TASK TO COMPLETE: Look through the lines below, find those with the word "None", and copy them.
***** EXTRACTED MATERIAL *****
//! Silence-gated utterance recording.
//!
//! The recorder appends every received frame to the artifact, then
//! classifies the frame's energy to drive the silence timer. Recording
//! ends after a configured span of continuous non-voice; the trailing
//! silence stays in the artifact. The timer is also checked when the queue
//! poll times out, so recording terminates even when the device goes quiet
//! enough that no frames arrive.

use crate::audio::capture::CaptureBackend;
use crate::audio::queue::{AudioFrame, FrameQueue};
use crate::audio::vad::{Clock, FrameLevel, SystemClock, VadThresholds, VoiceActivityGate, rms_i16};
use crate::audio::wav;
use crate::defaults;
use crate::error::Result;
use crate::session::{DeviceLock, join_with_deadline};
use crossbeam_channel::Sender;
use std::path::PathBuf;
use std::sync::atomic::{AtomicBool, Ordering};
use std::sync::{Arc, Mutex};
use std::thread::JoinHandle;
use std::time::{Duration, Instant};

/// A finished utterance recording.
#[derive(Debug, Clone, PartialEq)]
pub struct RecordingArtifact {
    pub samples: Vec<i16>,
    pub sample_rate: u32,
    pub channels: u16,
}

impl RecordingArtifact {
    /// Payload size in bytes (little-endian interleaved s16).
    pub fn byte_len(&self) -> usize {
        self.samples.len() * 2
    }

    /// Exact duration derived from the payload size:
    /// `bytes / (channels * 2 * sample_rate)` seconds.
    pub fn duration(&self) -> Duration {
        let denom = self.channels as f64 * 2.0 * self.sample_rate as f64;
        Duration::from_secs_f64(self.byte_len() as f64 / denom)
    }

    /// Persists the artifact as a WAV file.
    pub fn write_wav(&self, path: &std::path::Path) -> Result<()> {
        wav::write_wav(path, &self.samples, self.sample_rate, self.channels)
    }
}

/// Tuning for a recording session.
#[derive(Debug, Clone)]
pub struct RecorderConfig {
    /// Continuous non-voice span after which recording stops.
    pub silence_duration: Duration,
    pub thresholds: VadThresholds,
    /// Calibrate thresholds from ambient noise before recording.
    pub auto_calibrate: bool,
    /// Upper bound on the calibration phase.
    pub calib_max: Duration,
    pub margin_on: f32,
    pub margin_off: f32,
    /// Hold the silence timer until the first voiced frame. Frames received
    /// while waiting are still part of the artifact.
    pub require_voice_first: bool,
    /// Also persist the artifact as a WAV file. Any pre-existing file at
    /// this path is removed when recording begins.
    pub output: Option<PathBuf>,
    pub queue_poll: Duration,
}

impl Default for RecorderConfig {
    fn default() -> Self {
        Self {
            silence_duration: Duration::from_secs_f32(defaults::SILENCE_DURATION_SECS),
            thresholds: VadThresholds::default(),
            auto_calibrate: false,
            calib_max: Duration::from_secs_f32(defaults::CALIB_MAX_SECS),
            margin_on: defaults::MARGIN_ON,
            margin_off: defaults::MARGIN_OFF,
            require_voice_first: false,
            output: None,
            queue_poll: Duration::from_millis(defaults::QUEUE_POLL_MS),
        }
    }
}

#[derive(Debug, Clone, Copy, PartialEq, Eq)]
enum RecorderState {
    WaitingForVoice,
    Recording,
}

/// Pure recording state machine, time passed in explicitly.
pub struct RecorderEngine {
    state: RecorderState,
    gate: VoiceActivityGate,
    silence_duration: Duration,
    silence_started: Option<Instant>,
    samples: Vec<i16>,
}

impl RecorderEngine {
    pub fn new(gate: VoiceActivityGate, silence_duration: Duration, require_voice_first: bool) -> Self {
        Self {
            state: if require_voice_first {
                RecorderState::WaitingForVoice
            } else {
                RecorderState::Recording
            },
            gate,
            silence_duration,
            silence_started: None,
            samples: Vec::new(),
        }
    }

    /// Consumes one frame; returns true when recording should end.
    ///
    /// The frame is appended before classification, so pre-voice audio and
    /// the trailing silence both end up in the artifact.
    pub fn on_frame(&mut self, frame: &AudioFrame, now: Instant) -> bool {
        self.samples.extend_from_slice(&frame.samples);

        let level = self.gate.level(rms_i16(&frame.samples));
        match self.state {
            RecorderState::WaitingForVoice => {
                if level == FrameLevel::Voice {
                    self.state = RecorderState::Recording;
                    self.silence_started = None;
                }
                false
            }
            RecorderState::Recording => match level {
                FrameLevel::Voice | FrameLevel::DeadZone => {
                    self.silence_started = None;
                    false
                }
                FrameLevel::Silence => match self.silence_started {
                    None => {
                        self.silence_started = Some(now);
                        false
                    }
                    Some(started) => now.duration_since(started) >= self.silence_duration,
                },
            },
        }
    }

    /// Checks the silence timer without a frame; called when the queue poll
    /// times out. Returns true when recording should end.
    pub fn on_idle(&mut self, now: Instant) -> bool {
        if self.state != RecorderState::Recording {
            return false;
        }
        match self.silence_started {
            Some(started) => now.duration_since(started) >= self.silence_duration,
            None => false,
        }
    }

    pub fn sample_count(&self) -> usize {
        self.samples.len()
    }

    pub fn into_samples(self) -> Vec<i16> {
        self.samples
    }
}

/// Recording consumer of the capture device.
///
/// `begin` opens the device and spawns a worker that runs the
/// [`RecorderEngine`] until silence terminates the utterance or `stop` is
/// called. Either way, a non-empty artifact is delivered exactly once on
/// the completion channel; an empty one is suppressed.
pub struct SilenceGatedRecorder {
    backend: Arc<Mutex<Box<dyn CaptureBackend>>>,
    config: RecorderConfig,
    done: Sender<RecordingArtifact>,
    queue: FrameQueue,
    running: Arc<AtomicBool>,
    clock: Arc<dyn Clock>,
    device_lock: DeviceLock,
    worker: Option<JoinHandle<()>>,
}

impl SilenceGatedRecorder {
    pub fn new(
        backend: Box<dyn CaptureBackend>,
        config: RecorderConfig,
        done: Sender<RecordingArtifact>,
        device_lock: DeviceLock,
    ) -> Self {
        Self {
            backend: Arc::new(Mutex::new(backend)),
            config,
            done,
            queue: FrameQueue::new(),
            running: Arc::new(AtomicBool::new(false)),
            clock: Arc::new(SystemClock),
            device_lock,
            worker: None,
        }
    }

    pub fn with_clock(mut self, clock: Arc<dyn Clock>) -> Self {
        self.clock = clock;
        self
    }

    pub fn is_recording(&self) -> bool {
        self.running.load(Ordering::SeqCst)
    }

    /// Starts a recording. Idempotent while one is in progress.
    pub fn begin(&mut self) -> Result<()> {
        if self.running.swap(true, Ordering::SeqCst) {
            return Ok(());
        }

        if let Some(worker) = self.worker.take() {
            join_with_deadline(worker, Duration::from_millis(defaults::JOIN_TIMEOUT_MS));
        }

        if let Some(path) = &self.config.output
            && path.exists()
            && let Err(e) = std::fs::remove_file(path)
        {
            tracing::warn!("failed to remove stale output {}: {}", path.display(), e);
        }

        self.queue.drain();
        let info = {
            let _device = self.device_lock.lock().unwrap_or_else(|e| e.into_inner());
            let mut backend = self.backend.lock().unwrap_or_else(|e| e.into_inner());
            match backend.open(self.queue.clone()) {
                Ok(info) => info,
                Err(e) => {
                    self.running.store(false, Ordering::SeqCst);
                    return Err(e);
                }
            }
        };

        let queue = self.queue.clone();
        let running = Arc::clone(&self.running);
        let backend = Arc::clone(&self.backend);
        let device_lock = Arc::clone(&self.device_lock);
        let clock = Arc::clone(&self.clock);
        let config = self.config.clone();
        let done = self.done.clone();

        self.worker = Some(std::thread::spawn(move || {
            let mut gate = VoiceActivityGate::new(config.thresholds)
                .with_margins(config.margin_on, config.margin_off);

            if config.auto_calibrate {
                let deadline = clock.now() + config.calib_max;
                let keep_running = {
                    let running = Arc::clone(&running);
                    move || running.load(Ordering::SeqCst)
                };
                if let Some(noise) = gate.calibrate(&queue, deadline, clock.as_ref(), keep_running)
                {
                    let t = gate.thresholds();
                    tracing::info!(
                        noise_floor = noise,
                        voice_on = t.voice_on_rms(),
                        voice_off = t.voice_off_rms(),
                        "calibrated thresholds"
                    );
                }
            }

            let mut engine =
                RecorderEngine::new(gate, config.silence_duration, config.require_voice_first);

            while running.load(Ordering::SeqCst) {
                let finished = match queue.pop(config.queue_poll) {
                    Some(frame) => engine.on_frame(&frame, clock.now()),
                    None => engine.on_idle(clock.now()),
                };
                if finished {
                    tracing::debug!("silence threshold reached, recording done");
                    break;
                }
            }
            running.store(false, Ordering::SeqCst);

            {
                let _device = device_lock.lock().unwrap_or_else(|e| e.into_inner());
                let mut backend = backend.lock().unwrap_or_else(|e| e.into_inner());
                backend.close();
            }
            queue.drain();

            let samples = engine.into_samples();
            if samples.is_empty() {
                tracing::debug!("empty recording, no artifact");
                return;
            }

            let artifact = RecordingArtifact {
                samples,
                sample_rate: info.sample_rate,
                channels: info.channels,
            };
            if let Some(path) = &config.output
                && let Err(e) = artifact.write_wav(path)
            {
                tracing::error!("failed to persist recording to {}: {}", path.display(), e);
            }
            if done.send(artifact).is_err() {
                tracing::debug!("completion channel closed, artifact dropped");
            }
        }));
        Ok(())
    }

    /// Stops an in-progress recording. The artifact captured so far is
    /// still delivered if non-empty.
    pub fn stop(&mut self) {
        self.running.store(false, Ordering::SeqCst);
        if let Some(worker) = self.worker.take() {
            join_with_deadline(worker, Duration::from_millis(defaults::JOIN_TIMEOUT_MS));
        }
    }
}

impl Drop for SilenceGatedRecorder {
    fn drop(&mut self) {
        self.stop();
    }
}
*****
FINISHED EXERCISE:
            output: None,
            silence_started: None,
                    self.silence_started = None;
                    self.silence_started = None;
                    None => {
            None => false,
            worker: None,
                    None => engine.on_idle(clock.now()),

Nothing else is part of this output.